*Your objective*: Nothing is needed except the lines below that run from the one with "pub const fn any_threshold(&self)" through the one with "sample was lost", repeated exactly.

*Data excerpts*:
//! Interrupt configuration and status
//!
//! The LPS27HHW has a single interrupt pin (INT_DRDY) that can carry:
//! - Pressure data ready
//! - A differential-pressure event (above / below the programmed threshold)
//! - FIFO watermark, overrun and full flags
//!
//! # Example
//!
//! ```ignore
//! # use lps27hhw::{Lps27hhwDriver, InterruptPinConfig, InterruptRoute, PinMode};
//! # let mut sensor: Lps27hhwDriver<_> = todo!();
//! // Open-drain, active-low pin shared with other devices
//! let pin_config = InterruptPinConfig {
//!     mode: PinMode::OpenDrain,
//!     ..InterruptPinConfig::default()
//! };
//! sensor.configure_interrupt_pin(&pin_config)?;
//!
//! // Raise INT_DRDY on FIFO watermark only
//! sensor.set_interrupt_route(&InterruptRoute::fifo_batch())?;
//! # Ok::<(), lps27hhw::Error<()>>(())
//! ```

/// Interrupt pin output stage (`CTRL_REG2.PP_OD`)
#[derive(Debug, Default, Clone, Copy, PartialEq, Eq)]
#[cfg_attr(feature = "defmt", derive(defmt::Format))]
pub enum PinMode {
    /// Push-pull output
    #[default]
    PushPull = 0,
    /// Open-drain output
    OpenDrain = 1,
}

impl PinMode {
    /// Decode the register bit
    #[must_use]
    pub const fn from_bit(bit: bool) -> Self {
        if bit { Self::OpenDrain } else { Self::PushPull }
    }

    /// Register bit for this mode
    #[must_use]
    pub const fn bit(self) -> bool {
        matches!(self, Self::OpenDrain)
    }
}

/// Interrupt pin polarity (`CTRL_REG2.INT_H_L`)
#[derive(Debug, Default, Clone, Copy, PartialEq, Eq)]
#[cfg_attr(feature = "defmt", derive(defmt::Format))]
pub enum PinPolarity {
    /// Active high
    #[default]
    ActiveHigh = 0,
    /// Active low
    ActiveLow = 1,
}

impl PinPolarity {
    /// Decode the register bit
    #[must_use]
    pub const fn from_bit(bit: bool) -> Self {
        if bit { Self::ActiveLow } else { Self::ActiveHigh }
    }

    /// Register bit for this polarity
    #[must_use]
    pub const fn bit(self) -> bool {
        matches!(self, Self::ActiveLow)
    }
}

/// Interrupt request notification (`INTERRUPT_CFG.LIR`)
#[derive(Debug, Default, Clone, Copy, PartialEq, Eq)]
#[cfg_attr(feature = "defmt", derive(defmt::Format))]
pub enum InterruptLatch {
    /// Interrupt request is pulsed
    #[default]
    Pulsed = 0,
    /// Interrupt request is latched until `INT_SOURCE` is read
    Latched = 1,
}

impl InterruptLatch {
    /// Decode the register bit
    #[must_use]
    pub const fn from_bit(bit: bool) -> Self {
        if bit { Self::Latched } else { Self::Pulsed }
    }

    /// Register bit for this setting
    #[must_use]
    pub const fn bit(self) -> bool {
        matches!(self, Self::Latched)
    }
}

/// Differential pressure events that generate an interrupt (`INTERRUPT_CFG.PLE/PHE`)
#[derive(Debug, Default, Clone, Copy, PartialEq, Eq)]
#[cfg_attr(feature = "defmt", derive(defmt::Format))]
pub enum ThresholdEvent {
    /// Threshold interrupt disabled
    #[default]
    None = 0,
    /// Pressure above threshold
    PressureHigh = 1,
    /// Pressure below threshold
    PressureLow = 2,
    /// Pressure above or below threshold
    Both = 3,
}

impl ThresholdEvent {
    /// Decode the 2-bit register code
    #[must_use]
    pub const fn from_bits(bits: u8) -> Self {
        match bits & 0x03 {
            0 => Self::None,
            1 => Self::PressureHigh,
            2 => Self::PressureLow,
            _ => Self::Both,
        }
    }

    /// Get the 2-bit register code
    #[must_use]
    pub const fn bits(self) -> u8 {
        self as u8
    }
}

/// Signal driven on INT_DRDY by the data path (`CTRL_REG3.INT_S`)
#[derive(Debug, Default, Clone, Copy, PartialEq, Eq)]
#[cfg_attr(feature = "defmt", derive(defmt::Format))]
pub enum InterruptSignal {
    /// Data signal (data ready / FIFO flags, as enabled)
    #[default]
    DataSignal = 0,
    /// Pressure high event
    PressureHigh = 1,
    /// Pressure low event
    PressureLow = 2,
    /// Pressure high or low event
    PressureHighOrLow = 3,
}

impl InterruptSignal {
    /// Decode the 2-bit register code
    #[must_use]
    pub const fn from_bits(bits: u8) -> Self {
        match bits & 0x03 {
            0 => Self::DataSignal,
            1 => Self::PressureHigh,
            2 => Self::PressureLow,
            _ => Self::PressureHighOrLow,
        }
    }

    /// Get the 2-bit register code
    #[must_use]
    pub const fn bits(self) -> u8 {
        self as u8
    }
}

/// Interrupt pin electrical configuration
#[derive(Debug, Default, Clone, Copy, PartialEq, Eq)]
#[cfg_attr(feature = "defmt", derive(defmt::Format))]
pub struct InterruptPinConfig {
    /// Push-pull or open-drain
    pub mode: PinMode,
    /// Active high or active low
    pub polarity: PinPolarity,
    /// Pulsed or latched threshold interrupt requests
    pub latch: InterruptLatch,
}

impl InterruptPinConfig {
    /// Active-low, open-drain, latched: suitable for a wired-OR line
    #[must_use]
    pub const fn shared_line() -> Self {
        Self {
            mode: PinMode::OpenDrain,
            polarity: PinPolarity::ActiveLow,
            latch: InterruptLatch::Latched,
        }
    }
}

/// Events routed to the INT_DRDY pin (`CTRL_REG3`)
#[derive(Debug, Default, Clone, Copy, PartialEq, Eq)]
#[cfg_attr(feature = "defmt", derive(defmt::Format))]
#[allow(clippy::struct_excessive_bools)]
pub struct InterruptRoute {
    /// Data signal selection
    pub signal: InterruptSignal,
    /// Data-ready signal
    pub data_ready: bool,
    /// FIFO overrun
    pub fifo_overrun: bool,
    /// FIFO watermark
    pub fifo_watermark: bool,
    /// FIFO full
    pub fifo_full: bool,
}

impl InterruptRoute {
    /// Route only the data-ready signal
    #[must_use]
    pub const fn data_ready_only() -> Self {
        Self {
            signal: InterruptSignal::DataSignal,
            data_ready: true,
            fifo_overrun: false,
            fifo_watermark: false,
            fifo_full: false,
        }
    }

    /// Route the FIFO watermark and overrun flags for batch reading
    #[must_use]
    pub const fn fifo_batch() -> Self {
        Self {
            signal: InterruptSignal::DataSignal,
            data_ready: false,
            fifo_overrun: true,
            fifo_watermark: true,
            fifo_full: false,
        }
    }

    /// Check if any FIFO or data-ready event is routed
    #[must_use]
    pub const fn any_enabled(&self) -> bool {
        self.data_ready || self.fifo_overrun || self.fifo_watermark || self.fifo_full
    }
}

/// Interrupt source flags (`INT_SOURCE`)
#[derive(Debug, Default, Clone, Copy, PartialEq, Eq)]
#[cfg_attr(feature = "defmt", derive(defmt::Format))]
#[allow(clippy::struct_excessive_bools)]
pub struct InterruptSource {
    /// Differential pressure high event
    pub pressure_high: bool,
    /// Differential pressure low event
    pub pressure_low: bool,
    /// One or more interrupt events have been generated
    pub active: bool,
    /// Boot phase is running
    pub boot_on: bool,
}

impl InterruptSource {
    /// Check if a threshold event fired
    #[must_use]
    pub const fn any_threshold(&self) -> bool {
        self.pressure_high || self.pressure_low
    }
}

/// Data availability flags (`STATUS`)
#[derive(Debug, Default, Clone, Copy, PartialEq, Eq)]
#[cfg_attr(feature = "defmt", derive(defmt::Format))]
#[allow(clippy::struct_excessive_bools)]
pub struct DataStatus {
    /// New pressure sample available
    pub pressure_ready: bool,
    /// New temperature sample available
    pub temperature_ready: bool,
    /// Pressure sample overwritten before being read
    pub pressure_overrun: bool,
    /// Temperature sample overwritten before being read
    pub temperature_overrun: bool,
}

impl DataStatus {
    /// Check if any new sample is available
    #[must_use]
    pub const fn any_ready(&self) -> bool {
        self.pressure_ready || self.temperature_ready
    }

    /// Check if any sample was lost
    #[must_use]
    pub const fn any_overrun(&self) -> bool {
        self.pressure_overrun || self.temperature_overrun
    }
}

*Answer to the problem*:
    pub const fn any_threshold(&self) -> bool {
        self.pressure_high || self.pressure_low
    }
}

/// Data availability flags (`STATUS`)
#[derive(Debug, Default, Clone, Copy, PartialEq, Eq)]
#[cfg_attr(feature = "defmt", derive(defmt::Format))]
#[allow(clippy::struct_excessive_bools)]
pub struct DataStatus {
    /// New pressure sample available
    pub pressure_ready: bool,
    /// New temperature sample available
    pub temperature_ready: bool,
    /// Pressure sample overwritten before being read
    pub pressure_overrun: bool,
    /// Temperature sample overwritten before being read
    pub temperature_overrun: bool,
}

impl DataStatus {
    /// Check if any new sample is available
    #[must_use]
    pub const fn any_ready(&self) -> bool {
        self.pressure_ready || self.temperature_ready
    }

    /// Check if any sample was lost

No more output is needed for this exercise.